### Problem to work on:
Only the number is wanted: how many lines of the listing below contain "keep"?

### Dataset excerpts:

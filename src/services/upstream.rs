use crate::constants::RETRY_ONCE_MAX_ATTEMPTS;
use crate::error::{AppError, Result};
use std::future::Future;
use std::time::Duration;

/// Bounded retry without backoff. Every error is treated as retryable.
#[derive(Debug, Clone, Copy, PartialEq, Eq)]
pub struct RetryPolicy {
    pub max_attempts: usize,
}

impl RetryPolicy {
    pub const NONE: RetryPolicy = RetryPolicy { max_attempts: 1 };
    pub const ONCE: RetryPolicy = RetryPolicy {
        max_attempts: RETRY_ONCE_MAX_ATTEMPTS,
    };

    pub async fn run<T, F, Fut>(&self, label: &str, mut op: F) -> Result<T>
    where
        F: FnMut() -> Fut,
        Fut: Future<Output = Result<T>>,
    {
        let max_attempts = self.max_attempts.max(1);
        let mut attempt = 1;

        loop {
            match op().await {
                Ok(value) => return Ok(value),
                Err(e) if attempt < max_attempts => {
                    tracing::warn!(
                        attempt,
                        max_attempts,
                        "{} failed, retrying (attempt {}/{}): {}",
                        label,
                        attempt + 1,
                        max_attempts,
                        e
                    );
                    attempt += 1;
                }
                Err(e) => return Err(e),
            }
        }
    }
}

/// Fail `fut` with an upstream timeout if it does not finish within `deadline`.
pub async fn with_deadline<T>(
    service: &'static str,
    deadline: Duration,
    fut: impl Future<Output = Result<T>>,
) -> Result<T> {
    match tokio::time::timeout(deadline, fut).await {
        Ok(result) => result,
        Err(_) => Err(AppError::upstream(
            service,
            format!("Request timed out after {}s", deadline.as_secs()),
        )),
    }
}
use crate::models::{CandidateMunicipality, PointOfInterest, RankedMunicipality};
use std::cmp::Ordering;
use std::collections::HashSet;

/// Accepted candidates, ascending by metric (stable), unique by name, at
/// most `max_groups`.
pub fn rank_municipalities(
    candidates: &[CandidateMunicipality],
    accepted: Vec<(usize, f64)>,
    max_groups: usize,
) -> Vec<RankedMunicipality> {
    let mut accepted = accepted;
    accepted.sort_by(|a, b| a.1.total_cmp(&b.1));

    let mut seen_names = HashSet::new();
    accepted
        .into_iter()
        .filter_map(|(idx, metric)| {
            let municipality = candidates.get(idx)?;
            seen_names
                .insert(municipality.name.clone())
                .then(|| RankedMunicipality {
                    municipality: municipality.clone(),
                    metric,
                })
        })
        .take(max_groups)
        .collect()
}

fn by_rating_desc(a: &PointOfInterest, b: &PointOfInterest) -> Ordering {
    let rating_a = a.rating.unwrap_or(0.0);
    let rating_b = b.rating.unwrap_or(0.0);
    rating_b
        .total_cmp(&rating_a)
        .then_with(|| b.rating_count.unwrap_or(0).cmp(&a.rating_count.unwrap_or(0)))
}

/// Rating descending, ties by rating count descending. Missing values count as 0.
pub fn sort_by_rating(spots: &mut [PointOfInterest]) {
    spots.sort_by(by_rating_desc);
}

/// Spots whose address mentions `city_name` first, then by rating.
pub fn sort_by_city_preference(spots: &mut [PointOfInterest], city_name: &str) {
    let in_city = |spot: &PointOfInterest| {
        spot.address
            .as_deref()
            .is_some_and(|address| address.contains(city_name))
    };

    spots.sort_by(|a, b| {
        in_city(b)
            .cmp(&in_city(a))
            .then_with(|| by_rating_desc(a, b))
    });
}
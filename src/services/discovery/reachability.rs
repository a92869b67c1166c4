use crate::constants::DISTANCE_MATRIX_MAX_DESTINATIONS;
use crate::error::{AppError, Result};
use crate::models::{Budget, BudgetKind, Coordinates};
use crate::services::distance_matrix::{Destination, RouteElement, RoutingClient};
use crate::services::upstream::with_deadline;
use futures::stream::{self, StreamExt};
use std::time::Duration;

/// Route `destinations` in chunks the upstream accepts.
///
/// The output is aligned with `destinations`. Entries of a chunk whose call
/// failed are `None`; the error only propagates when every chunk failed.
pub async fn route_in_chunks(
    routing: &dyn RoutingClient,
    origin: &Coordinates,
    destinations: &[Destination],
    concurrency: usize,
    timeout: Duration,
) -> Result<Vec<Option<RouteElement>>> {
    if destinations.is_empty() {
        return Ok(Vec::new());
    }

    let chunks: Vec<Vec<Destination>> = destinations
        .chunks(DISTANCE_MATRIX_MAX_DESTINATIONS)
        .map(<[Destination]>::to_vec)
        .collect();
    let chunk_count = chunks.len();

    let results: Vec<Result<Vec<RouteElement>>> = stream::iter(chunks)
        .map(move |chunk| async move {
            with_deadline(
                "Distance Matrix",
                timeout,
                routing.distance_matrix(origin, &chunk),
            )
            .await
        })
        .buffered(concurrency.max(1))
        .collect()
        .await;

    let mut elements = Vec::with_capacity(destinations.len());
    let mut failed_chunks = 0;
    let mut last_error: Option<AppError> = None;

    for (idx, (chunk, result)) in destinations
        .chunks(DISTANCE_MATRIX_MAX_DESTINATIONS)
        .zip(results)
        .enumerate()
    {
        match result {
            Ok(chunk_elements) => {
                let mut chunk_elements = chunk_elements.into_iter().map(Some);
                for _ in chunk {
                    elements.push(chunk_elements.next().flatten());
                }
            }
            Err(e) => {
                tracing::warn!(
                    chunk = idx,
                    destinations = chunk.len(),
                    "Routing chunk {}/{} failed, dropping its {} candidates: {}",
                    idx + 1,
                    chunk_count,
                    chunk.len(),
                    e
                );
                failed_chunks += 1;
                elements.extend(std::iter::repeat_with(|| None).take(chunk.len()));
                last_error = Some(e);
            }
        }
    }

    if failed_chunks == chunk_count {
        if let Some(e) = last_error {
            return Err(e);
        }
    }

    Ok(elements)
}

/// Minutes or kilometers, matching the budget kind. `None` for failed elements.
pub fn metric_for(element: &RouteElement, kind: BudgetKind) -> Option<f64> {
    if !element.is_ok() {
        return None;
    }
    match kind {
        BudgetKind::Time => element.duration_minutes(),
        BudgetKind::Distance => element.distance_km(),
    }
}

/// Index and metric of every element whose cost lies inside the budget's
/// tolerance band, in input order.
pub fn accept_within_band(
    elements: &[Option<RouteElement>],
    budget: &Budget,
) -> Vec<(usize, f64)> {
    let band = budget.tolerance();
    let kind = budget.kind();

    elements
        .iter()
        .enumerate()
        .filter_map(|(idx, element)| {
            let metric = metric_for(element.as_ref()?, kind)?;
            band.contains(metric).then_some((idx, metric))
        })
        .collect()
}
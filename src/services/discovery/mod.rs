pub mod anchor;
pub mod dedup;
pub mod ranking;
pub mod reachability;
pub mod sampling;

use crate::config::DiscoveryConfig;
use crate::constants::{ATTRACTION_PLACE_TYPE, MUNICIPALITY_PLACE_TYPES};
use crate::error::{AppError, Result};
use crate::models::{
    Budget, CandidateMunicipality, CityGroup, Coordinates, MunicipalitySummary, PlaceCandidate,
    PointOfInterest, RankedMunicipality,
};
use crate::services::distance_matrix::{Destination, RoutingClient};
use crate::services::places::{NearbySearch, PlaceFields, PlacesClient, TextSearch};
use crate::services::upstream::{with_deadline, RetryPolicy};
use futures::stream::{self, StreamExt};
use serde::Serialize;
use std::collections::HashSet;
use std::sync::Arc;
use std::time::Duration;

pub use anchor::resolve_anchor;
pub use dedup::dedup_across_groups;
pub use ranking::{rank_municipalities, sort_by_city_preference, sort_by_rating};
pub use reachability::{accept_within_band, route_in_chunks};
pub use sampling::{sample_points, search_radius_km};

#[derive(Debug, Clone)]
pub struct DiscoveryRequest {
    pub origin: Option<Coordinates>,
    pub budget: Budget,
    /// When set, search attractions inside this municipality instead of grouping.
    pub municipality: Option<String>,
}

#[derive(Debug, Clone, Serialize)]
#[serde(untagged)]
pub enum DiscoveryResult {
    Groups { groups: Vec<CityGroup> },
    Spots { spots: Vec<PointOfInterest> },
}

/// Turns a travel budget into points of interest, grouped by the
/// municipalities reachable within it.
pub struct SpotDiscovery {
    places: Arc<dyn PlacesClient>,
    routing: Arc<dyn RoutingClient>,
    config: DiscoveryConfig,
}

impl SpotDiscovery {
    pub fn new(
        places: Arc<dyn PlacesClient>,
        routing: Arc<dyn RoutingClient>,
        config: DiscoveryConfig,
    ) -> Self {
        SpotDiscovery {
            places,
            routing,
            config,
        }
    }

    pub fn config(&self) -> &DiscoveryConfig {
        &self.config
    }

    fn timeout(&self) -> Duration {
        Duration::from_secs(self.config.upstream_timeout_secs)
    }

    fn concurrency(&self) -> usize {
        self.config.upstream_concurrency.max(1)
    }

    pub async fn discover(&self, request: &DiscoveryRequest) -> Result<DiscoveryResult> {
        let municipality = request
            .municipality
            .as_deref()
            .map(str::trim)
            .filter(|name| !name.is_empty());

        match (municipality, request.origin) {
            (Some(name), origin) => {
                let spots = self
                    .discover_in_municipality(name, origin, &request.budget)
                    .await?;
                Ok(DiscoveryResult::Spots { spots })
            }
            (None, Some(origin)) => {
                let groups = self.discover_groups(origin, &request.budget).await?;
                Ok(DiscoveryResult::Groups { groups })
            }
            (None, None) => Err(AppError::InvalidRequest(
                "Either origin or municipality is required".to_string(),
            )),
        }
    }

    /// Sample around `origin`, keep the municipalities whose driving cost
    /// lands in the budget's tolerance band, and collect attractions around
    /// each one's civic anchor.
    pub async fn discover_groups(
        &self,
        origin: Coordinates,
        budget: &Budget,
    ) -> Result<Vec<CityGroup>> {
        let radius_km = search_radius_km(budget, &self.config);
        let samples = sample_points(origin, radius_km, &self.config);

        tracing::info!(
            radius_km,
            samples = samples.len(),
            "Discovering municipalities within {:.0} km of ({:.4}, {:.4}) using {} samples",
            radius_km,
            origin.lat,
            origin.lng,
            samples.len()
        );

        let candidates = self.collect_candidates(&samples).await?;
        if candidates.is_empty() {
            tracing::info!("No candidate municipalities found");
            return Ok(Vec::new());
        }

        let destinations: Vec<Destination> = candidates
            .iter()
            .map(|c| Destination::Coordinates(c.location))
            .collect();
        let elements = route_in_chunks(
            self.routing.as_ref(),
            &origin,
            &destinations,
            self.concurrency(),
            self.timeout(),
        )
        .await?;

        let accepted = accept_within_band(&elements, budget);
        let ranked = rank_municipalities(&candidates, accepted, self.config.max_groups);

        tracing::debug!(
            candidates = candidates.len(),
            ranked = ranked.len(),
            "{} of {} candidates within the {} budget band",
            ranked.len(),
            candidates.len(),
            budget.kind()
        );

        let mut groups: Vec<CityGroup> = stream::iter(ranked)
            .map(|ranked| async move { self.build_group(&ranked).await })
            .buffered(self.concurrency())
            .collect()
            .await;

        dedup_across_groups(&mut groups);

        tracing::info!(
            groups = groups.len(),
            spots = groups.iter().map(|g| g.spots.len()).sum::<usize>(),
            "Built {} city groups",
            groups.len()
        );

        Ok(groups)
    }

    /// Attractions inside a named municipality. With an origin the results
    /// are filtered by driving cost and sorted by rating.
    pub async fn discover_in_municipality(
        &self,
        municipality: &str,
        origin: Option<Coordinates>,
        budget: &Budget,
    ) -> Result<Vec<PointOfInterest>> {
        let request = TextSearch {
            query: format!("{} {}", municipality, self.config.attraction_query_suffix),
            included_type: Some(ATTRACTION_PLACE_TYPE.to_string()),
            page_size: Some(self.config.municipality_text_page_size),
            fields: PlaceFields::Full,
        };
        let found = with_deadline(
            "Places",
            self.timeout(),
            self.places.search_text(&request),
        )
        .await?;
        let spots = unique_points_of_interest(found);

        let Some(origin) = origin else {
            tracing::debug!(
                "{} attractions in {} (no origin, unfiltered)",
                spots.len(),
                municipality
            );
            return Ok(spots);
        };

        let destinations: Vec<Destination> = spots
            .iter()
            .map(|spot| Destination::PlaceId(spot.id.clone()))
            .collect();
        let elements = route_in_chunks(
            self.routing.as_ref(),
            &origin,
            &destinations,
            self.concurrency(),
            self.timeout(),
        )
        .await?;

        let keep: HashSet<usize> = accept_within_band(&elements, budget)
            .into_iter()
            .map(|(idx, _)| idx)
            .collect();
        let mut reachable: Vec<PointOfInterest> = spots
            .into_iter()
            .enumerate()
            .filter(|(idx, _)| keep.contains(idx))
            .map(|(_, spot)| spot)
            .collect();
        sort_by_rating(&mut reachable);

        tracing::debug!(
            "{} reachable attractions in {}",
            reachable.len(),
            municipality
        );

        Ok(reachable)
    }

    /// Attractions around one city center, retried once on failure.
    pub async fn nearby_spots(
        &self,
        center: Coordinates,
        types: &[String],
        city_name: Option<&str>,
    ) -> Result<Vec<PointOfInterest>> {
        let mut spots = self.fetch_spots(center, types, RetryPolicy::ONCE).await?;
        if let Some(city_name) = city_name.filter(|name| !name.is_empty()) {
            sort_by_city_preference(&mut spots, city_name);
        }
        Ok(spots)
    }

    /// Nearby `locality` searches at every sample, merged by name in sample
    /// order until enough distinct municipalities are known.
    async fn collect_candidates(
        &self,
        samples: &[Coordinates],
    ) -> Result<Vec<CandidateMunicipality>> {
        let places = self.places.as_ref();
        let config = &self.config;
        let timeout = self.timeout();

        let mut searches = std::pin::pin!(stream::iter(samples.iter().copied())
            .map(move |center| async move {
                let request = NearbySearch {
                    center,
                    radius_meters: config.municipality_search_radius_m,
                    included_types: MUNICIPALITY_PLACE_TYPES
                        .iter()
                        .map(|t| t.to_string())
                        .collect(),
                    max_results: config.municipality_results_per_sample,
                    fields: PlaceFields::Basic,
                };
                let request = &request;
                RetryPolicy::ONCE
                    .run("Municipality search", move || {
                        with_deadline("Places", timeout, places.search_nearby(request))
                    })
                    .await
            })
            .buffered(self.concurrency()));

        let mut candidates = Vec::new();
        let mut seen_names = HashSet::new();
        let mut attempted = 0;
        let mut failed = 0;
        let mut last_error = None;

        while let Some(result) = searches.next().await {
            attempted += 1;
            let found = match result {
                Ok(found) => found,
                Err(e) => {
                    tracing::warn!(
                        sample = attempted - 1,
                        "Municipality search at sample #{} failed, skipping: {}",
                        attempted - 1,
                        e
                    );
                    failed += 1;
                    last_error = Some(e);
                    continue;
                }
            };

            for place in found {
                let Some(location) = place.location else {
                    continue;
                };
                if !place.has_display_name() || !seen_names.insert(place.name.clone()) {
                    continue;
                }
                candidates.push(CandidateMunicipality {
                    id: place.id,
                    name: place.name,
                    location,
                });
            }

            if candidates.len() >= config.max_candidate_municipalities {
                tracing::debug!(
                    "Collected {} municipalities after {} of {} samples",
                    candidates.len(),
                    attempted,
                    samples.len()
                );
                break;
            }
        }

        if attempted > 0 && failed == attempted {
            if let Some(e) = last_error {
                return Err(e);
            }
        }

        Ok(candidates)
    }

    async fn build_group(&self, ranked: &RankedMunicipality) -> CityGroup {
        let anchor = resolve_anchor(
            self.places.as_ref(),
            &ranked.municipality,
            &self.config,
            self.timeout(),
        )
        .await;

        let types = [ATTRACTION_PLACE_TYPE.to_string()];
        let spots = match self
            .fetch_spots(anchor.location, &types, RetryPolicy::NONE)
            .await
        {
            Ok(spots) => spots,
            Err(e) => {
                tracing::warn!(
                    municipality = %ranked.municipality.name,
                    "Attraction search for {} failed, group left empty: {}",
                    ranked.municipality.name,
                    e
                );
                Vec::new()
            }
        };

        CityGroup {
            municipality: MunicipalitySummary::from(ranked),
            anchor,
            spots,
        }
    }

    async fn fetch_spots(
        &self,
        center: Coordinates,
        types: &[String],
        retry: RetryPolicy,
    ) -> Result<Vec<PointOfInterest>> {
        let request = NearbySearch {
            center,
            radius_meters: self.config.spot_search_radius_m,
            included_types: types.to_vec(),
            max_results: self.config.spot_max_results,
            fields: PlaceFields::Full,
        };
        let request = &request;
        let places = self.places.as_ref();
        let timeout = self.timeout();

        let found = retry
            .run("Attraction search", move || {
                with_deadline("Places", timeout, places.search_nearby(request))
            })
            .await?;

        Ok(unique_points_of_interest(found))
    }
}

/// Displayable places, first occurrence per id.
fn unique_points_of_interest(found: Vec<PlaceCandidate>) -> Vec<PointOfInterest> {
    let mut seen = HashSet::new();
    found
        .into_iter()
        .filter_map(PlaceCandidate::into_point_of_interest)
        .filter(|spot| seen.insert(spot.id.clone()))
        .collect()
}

### Problem solution:
3